Narimane Gassa1, Benjamin Sacristan2, Nejib Zemzemi3, Maxime Laborde4, Garrido Oliver Juan5, Clara Perabla5, Guillermo PĂ©rez5, Oscar Camara5, Sylvain Ploux2, Mark Strik2, Pierre Bordachar2, Remi Dubois4
1University of Bordeaux, 2Bordeaux University Hospital, IHU Liryc, 3Inria Bordeaux Sud-Ouest, 4IHU Liryc, 5Universitat Pompeu Fabra


Abstract

Introduction: The objective of this work is to benchmark different deep neural architectures for noise detection against cardiac arrhythmia episodes recorded by cardiac implantable electronic devices (CIEDs) and transmitted for remote monitoring.

Methods: The database consisted of 805 patients representing a total of 10471 recordings, each composed of right ventricular bipolar signals, and possibly 1 or 2 additional EGM signals depending on the type of device (single, dual, or triple-chamber pacemaker or CIED). The highly unbalanced dataset (6% of noisy records vs 94% of ventricular events) was divided into 3 datasets: training (417 patients, 4998 recordings), validation (142/2621), and test (328/2843).
Five deep learning approaches were trained and optimized to test three key aspects of the classifier; i) the input space for handling 1d signals; ii) the unbalanced dataset with missing signals, and iii) the deep network architecture. Results were evaluated using a clinically relevant F2 score.

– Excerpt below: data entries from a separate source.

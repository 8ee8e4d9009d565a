// SPDX-License-Identifier: GPL-3.0-only
//! Pixel format conversion to packed RGB
//!
//! Every frame source hands the pipeline an `RgbImage`; these converters
//! cover the raw layouts a V4L2 device may stream.

use super::types::{BackendError, BackendResult, CameraFrame, PixelFormat};
use image::{ImageFormat, RgbImage};

/// Decode a raw frame into packed RGB
pub fn frame_to_rgb(frame: &CameraFrame) -> BackendResult<RgbImage> {
    let (width, height) = (frame.width, frame.height);

    let rgb = match frame.format {
        PixelFormat::MJPEG => return decode_mjpeg(frame),
        PixelFormat::RGB24 => unpad_rows(frame)?,
        PixelFormat::Gray8 => gray_to_rgb(&unpad_rows(frame)?),
        PixelFormat::YUYV => packed_422_to_rgb(&unpad_rows(frame)?, [0, 1, 2, 3]),
        PixelFormat::UYVY => packed_422_to_rgb(&unpad_rows(frame)?, [1, 0, 3, 2]),
        PixelFormat::RGB565 => rgb565_to_rgb(&unpad_rows(frame)?),
    };

    RgbImage::from_raw(width, height, rgb).ok_or_else(|| {
        BackendError::CaptureFailed(format!(
            "{} frame too short for {}x{}",
            frame.format, width, height
        ))
    })
}

fn decode_mjpeg(frame: &CameraFrame) -> BackendResult<RgbImage> {
    let decoded = image::load_from_memory_with_format(&frame.data, ImageFormat::Jpeg)
        .map_err(|e| BackendError::CaptureFailed(format!("MJPEG decode failed: {}", e)))?;
    Ok(decoded.to_rgb8())
}

/// Strip row padding so rows are tightly packed
fn unpad_rows(frame: &CameraFrame) -> BackendResult<Vec<u8>> {
    let expected = frame
        .format
        .frame_size(frame.width, frame.height)
        .unwrap_or(frame.data.len());
    let row_bytes = expected / frame.height.max(1) as usize;
    let stride = (frame.stride as usize).max(row_bytes);

    if stride == row_bytes {
        if frame.data.len() < expected {
            return Err(BackendError::CaptureFailed(format!(
                "short frame: {} of {} bytes",
                frame.data.len(),
                expected
            )));
        }
        return Ok(frame.data[..expected].to_vec());
    }

    let mut packed = Vec::with_capacity(expected);
    for row in 0..frame.height as usize {
        let start = row * stride;
        let Some(bytes) = frame.data.get(start..start + row_bytes) else {
            return Err(BackendError::CaptureFailed(format!(
                "short frame: row {} missing",
                row
            )));
        };
        packed.extend_from_slice(bytes);
    }
    Ok(packed)
}

fn gray_to_rgb(data: &[u8]) -> Vec<u8> {
    data.iter().flat_map(|&v| [v, v, v]).collect()
}

/// Convert packed 4:2:2 YUV.
///
/// `order` gives the byte offsets of Y0, U, Y1 and V inside each 4-byte group.
/// Uses BT.601 coefficients.
fn packed_422_to_rgb(data: &[u8], order: [usize; 4]) -> Vec<u8> {
    let mut rgb = Vec::with_capacity(data.len() / 2 * 3);
    for chunk in data.chunks_exact(4) {
        let u = chunk[order[1]] as f32 - 128.0;
        let v = chunk[order[3]] as f32 - 128.0;
        for y in [chunk[order[0]] as f32, chunk[order[2]] as f32] {
            rgb.push((y + 1.402 * v).clamp(0.0, 255.0) as u8);
            rgb.push((y - 0.344 * u - 0.714 * v).clamp(0.0, 255.0) as u8);
            rgb.push((y + 1.772 * u).clamp(0.0, 255.0) as u8);
        }
    }
    rgb
}

/// Expand little-endian RGB565, replicating the high bits into the low ones
fn rgb565_to_rgb(data: &[u8]) -> Vec<u8> {
    let mut rgb = Vec::with_capacity(data.len() / 2 * 3);
    for chunk in data.chunks_exact(2) {
        let v = u16::from_le_bytes([chunk[0], chunk[1]]);
        let r = ((v >> 11) & 0x1f) as u8;
        let g = ((v >> 5) & 0x3f) as u8;
        let b = (v & 0x1f) as u8;
        rgb.push((r << 3) | (r >> 2));
        rgb.push((g << 2) | (g >> 4));
        rgb.push((b << 3) | (b >> 2));
    }
    rgb
}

Results: A CNN-based network(2DTF-CNN) that used 2D time/frequency maps of the ventricular bipolar signal as input gave the best results on the test set(F2=0.914), outperforming pre-trained ResNet (2DTF-ResNet) (F2=0.863). However, a CNN network based on a naive ResNet architecture trained on 2D images of the ventricular signal time traces (2D-ResNet) also performed very well (F2=0.906). Both architectures surpassed networks with 1D signals as input (1D-ResNet: F2=0.779, 1D-AgResNet: F2=0.791). Additional information given by the extra signals slightly improved the results (1DAg-ResNet vs 1D-ResNet). Imbalance in the dataset was handled either by a specific weighted cost function or by ad-hoc balancing in the training data (0.90 vs 0.82, respectively).

Conclusion: This study proposes deep learning approaches for the analysis of remote monitoring recordings from CIEDs. The detection of noise allows efficient management of this large daily flow of data. The results presented here allow us to consider the deployment of these solutions in clinic.